'''
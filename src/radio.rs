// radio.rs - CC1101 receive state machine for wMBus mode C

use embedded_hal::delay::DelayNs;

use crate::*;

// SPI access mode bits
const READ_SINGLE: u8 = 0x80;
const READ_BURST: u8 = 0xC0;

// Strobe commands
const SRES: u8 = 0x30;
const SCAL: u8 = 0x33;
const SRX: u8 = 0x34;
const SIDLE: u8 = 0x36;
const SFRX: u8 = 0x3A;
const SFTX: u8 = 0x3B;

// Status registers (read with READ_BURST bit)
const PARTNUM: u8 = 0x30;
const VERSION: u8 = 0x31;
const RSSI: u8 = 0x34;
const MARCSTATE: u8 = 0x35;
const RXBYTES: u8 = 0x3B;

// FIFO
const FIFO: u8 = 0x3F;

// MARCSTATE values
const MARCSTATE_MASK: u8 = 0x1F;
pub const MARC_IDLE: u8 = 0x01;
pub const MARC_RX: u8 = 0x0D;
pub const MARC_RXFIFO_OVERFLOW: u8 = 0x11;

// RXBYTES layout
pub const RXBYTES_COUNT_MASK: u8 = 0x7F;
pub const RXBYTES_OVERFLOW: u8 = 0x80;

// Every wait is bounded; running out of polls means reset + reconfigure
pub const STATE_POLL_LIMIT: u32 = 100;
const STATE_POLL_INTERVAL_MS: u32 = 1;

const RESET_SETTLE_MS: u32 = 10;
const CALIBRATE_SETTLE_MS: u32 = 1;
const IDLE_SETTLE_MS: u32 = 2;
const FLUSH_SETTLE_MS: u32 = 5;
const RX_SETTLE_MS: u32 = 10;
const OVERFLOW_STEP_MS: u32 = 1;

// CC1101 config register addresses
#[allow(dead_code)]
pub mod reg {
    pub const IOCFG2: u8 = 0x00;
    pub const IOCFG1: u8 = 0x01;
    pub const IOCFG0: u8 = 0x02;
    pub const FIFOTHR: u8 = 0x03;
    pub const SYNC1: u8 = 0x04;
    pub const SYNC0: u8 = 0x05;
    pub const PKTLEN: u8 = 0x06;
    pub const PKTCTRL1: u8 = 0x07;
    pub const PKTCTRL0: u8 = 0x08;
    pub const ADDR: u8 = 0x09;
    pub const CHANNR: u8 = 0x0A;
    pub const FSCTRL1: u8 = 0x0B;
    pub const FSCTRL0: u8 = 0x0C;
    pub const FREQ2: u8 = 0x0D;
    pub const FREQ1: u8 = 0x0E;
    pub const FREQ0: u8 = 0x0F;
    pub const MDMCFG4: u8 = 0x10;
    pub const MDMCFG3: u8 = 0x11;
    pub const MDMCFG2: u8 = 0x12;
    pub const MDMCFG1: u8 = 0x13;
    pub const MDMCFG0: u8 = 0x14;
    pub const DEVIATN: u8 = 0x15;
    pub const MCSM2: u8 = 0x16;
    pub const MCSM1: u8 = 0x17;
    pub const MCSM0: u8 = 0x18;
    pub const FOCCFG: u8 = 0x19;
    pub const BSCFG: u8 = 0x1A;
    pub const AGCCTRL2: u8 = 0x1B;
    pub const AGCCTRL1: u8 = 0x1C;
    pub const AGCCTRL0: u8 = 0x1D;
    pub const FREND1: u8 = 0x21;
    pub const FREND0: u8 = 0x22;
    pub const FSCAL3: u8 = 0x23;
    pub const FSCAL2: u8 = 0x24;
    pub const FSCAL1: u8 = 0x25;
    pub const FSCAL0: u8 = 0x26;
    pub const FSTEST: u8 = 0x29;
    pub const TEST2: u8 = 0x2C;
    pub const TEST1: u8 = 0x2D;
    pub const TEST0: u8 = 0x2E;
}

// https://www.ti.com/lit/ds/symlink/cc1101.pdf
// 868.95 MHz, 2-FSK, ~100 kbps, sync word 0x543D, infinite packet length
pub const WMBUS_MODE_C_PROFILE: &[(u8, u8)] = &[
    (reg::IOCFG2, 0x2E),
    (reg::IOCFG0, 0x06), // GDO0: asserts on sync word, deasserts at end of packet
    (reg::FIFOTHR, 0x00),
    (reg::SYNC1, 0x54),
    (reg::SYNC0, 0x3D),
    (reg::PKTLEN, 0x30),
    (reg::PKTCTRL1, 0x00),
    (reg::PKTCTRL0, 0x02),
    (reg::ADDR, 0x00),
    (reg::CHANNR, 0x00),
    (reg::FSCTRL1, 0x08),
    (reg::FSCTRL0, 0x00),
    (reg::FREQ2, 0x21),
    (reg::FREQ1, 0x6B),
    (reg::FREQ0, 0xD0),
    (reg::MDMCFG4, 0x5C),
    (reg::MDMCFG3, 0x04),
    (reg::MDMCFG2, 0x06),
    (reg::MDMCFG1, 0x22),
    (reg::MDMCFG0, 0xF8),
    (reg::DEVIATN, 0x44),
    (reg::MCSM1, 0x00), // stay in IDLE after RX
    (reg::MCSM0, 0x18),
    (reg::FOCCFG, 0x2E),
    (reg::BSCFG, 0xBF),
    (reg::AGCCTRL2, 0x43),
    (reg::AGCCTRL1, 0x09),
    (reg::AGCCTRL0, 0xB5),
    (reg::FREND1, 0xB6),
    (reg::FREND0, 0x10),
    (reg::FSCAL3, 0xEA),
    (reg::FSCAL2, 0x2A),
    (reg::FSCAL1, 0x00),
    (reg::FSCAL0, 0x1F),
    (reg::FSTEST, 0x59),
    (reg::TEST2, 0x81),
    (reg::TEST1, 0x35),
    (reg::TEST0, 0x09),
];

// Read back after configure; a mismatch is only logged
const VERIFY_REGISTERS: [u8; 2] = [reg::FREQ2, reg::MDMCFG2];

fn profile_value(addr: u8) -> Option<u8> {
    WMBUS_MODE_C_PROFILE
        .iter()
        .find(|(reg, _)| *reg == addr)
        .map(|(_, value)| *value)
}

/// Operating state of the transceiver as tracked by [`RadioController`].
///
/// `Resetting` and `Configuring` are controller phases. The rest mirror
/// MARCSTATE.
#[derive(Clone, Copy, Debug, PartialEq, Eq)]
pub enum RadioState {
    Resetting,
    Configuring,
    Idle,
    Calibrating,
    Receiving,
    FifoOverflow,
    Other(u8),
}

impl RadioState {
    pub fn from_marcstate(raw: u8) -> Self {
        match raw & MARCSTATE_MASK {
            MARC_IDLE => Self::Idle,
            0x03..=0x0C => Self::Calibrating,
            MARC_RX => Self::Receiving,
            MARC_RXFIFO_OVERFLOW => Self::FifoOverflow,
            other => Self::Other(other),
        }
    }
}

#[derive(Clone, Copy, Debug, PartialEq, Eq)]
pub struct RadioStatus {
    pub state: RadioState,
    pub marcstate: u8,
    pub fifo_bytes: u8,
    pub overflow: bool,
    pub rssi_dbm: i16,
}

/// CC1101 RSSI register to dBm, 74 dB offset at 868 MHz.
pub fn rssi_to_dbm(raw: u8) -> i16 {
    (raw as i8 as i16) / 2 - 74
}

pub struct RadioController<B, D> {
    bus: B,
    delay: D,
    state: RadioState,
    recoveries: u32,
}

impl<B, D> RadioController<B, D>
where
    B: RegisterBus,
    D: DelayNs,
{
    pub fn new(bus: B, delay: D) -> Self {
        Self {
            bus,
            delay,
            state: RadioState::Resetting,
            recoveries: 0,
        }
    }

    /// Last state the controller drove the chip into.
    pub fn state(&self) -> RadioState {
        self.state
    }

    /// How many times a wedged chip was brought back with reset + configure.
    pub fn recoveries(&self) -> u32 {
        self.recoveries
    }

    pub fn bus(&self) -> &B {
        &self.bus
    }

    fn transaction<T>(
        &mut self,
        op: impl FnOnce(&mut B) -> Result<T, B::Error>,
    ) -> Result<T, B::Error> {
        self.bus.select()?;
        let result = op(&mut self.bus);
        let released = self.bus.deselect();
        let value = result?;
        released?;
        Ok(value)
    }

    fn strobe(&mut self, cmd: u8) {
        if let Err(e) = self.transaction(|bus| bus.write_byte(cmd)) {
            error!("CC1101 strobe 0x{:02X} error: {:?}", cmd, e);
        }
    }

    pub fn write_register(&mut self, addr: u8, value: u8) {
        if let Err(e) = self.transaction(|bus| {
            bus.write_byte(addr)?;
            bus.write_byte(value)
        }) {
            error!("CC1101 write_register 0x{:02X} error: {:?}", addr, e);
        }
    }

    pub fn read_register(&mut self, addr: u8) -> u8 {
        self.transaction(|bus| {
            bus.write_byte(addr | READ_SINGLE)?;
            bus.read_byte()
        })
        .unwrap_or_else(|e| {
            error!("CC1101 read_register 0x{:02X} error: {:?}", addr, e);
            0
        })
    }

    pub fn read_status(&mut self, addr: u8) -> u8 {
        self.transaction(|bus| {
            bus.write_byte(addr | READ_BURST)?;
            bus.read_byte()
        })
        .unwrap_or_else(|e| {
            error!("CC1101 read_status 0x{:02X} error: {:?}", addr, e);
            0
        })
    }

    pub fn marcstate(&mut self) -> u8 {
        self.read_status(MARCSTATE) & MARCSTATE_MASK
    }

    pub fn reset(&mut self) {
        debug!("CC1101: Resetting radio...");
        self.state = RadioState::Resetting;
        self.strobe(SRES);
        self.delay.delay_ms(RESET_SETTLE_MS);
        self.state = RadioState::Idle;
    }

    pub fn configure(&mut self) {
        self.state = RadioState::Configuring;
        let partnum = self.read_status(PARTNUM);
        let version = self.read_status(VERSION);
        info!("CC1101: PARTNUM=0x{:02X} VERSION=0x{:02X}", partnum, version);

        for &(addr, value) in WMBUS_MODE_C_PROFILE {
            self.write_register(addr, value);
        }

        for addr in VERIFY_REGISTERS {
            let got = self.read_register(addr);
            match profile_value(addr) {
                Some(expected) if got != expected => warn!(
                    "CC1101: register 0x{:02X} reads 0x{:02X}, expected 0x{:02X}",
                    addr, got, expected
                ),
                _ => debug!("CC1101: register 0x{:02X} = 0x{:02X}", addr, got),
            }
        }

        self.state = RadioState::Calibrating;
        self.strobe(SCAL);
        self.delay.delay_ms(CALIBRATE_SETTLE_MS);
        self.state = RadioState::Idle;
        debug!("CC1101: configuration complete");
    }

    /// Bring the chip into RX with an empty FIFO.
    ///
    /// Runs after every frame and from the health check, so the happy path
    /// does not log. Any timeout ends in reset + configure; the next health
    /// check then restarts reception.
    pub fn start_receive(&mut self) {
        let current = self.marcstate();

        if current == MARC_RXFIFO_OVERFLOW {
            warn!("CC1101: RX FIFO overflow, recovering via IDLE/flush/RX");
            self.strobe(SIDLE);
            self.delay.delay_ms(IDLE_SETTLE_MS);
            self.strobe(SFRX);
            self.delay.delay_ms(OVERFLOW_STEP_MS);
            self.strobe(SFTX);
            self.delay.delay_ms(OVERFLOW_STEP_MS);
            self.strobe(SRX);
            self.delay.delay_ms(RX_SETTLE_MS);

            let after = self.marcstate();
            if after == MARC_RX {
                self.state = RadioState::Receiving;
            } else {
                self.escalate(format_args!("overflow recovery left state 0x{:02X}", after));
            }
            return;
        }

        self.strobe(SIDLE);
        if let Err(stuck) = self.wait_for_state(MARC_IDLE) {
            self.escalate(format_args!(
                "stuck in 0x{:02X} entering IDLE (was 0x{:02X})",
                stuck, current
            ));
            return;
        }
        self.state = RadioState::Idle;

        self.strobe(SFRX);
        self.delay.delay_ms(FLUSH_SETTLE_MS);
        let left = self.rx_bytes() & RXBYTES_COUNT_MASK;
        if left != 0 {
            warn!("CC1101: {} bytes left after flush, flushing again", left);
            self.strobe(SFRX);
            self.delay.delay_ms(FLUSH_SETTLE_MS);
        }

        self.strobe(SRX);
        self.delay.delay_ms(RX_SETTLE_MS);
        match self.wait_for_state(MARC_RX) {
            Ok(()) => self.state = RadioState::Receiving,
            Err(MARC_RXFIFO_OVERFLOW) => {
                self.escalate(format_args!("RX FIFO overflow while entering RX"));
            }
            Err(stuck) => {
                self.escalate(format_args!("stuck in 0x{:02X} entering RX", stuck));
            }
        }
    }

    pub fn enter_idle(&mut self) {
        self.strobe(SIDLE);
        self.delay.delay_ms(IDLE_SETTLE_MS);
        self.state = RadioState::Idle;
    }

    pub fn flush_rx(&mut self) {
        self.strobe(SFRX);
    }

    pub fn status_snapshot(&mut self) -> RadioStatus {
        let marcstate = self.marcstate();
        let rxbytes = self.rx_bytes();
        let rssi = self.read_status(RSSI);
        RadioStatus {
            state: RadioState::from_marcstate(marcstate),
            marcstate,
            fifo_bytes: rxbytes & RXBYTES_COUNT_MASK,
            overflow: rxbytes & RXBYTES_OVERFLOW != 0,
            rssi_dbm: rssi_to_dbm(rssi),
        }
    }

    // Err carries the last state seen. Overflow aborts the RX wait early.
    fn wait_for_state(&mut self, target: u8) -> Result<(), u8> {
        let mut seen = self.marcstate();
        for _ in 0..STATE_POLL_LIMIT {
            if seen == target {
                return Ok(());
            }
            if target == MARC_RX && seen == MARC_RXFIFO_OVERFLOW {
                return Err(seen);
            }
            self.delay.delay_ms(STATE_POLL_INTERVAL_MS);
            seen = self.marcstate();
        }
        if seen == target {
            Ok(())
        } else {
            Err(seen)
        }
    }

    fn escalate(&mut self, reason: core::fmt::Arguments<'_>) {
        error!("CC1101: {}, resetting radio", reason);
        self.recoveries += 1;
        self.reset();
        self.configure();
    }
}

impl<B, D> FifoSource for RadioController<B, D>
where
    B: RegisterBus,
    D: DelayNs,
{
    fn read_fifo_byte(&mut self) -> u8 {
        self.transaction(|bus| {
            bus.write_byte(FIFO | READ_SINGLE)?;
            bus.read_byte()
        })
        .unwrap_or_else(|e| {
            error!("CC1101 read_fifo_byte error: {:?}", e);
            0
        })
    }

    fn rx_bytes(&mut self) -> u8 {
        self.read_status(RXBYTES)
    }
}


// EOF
'''
Aim of the exercise: For every line in the listing above that contains "RadioStatus", copy that line.

Solution for this task:
pub struct RadioStatus {
    pub fn status_snapshot(&mut self) -> RadioStatus {
        RadioStatus {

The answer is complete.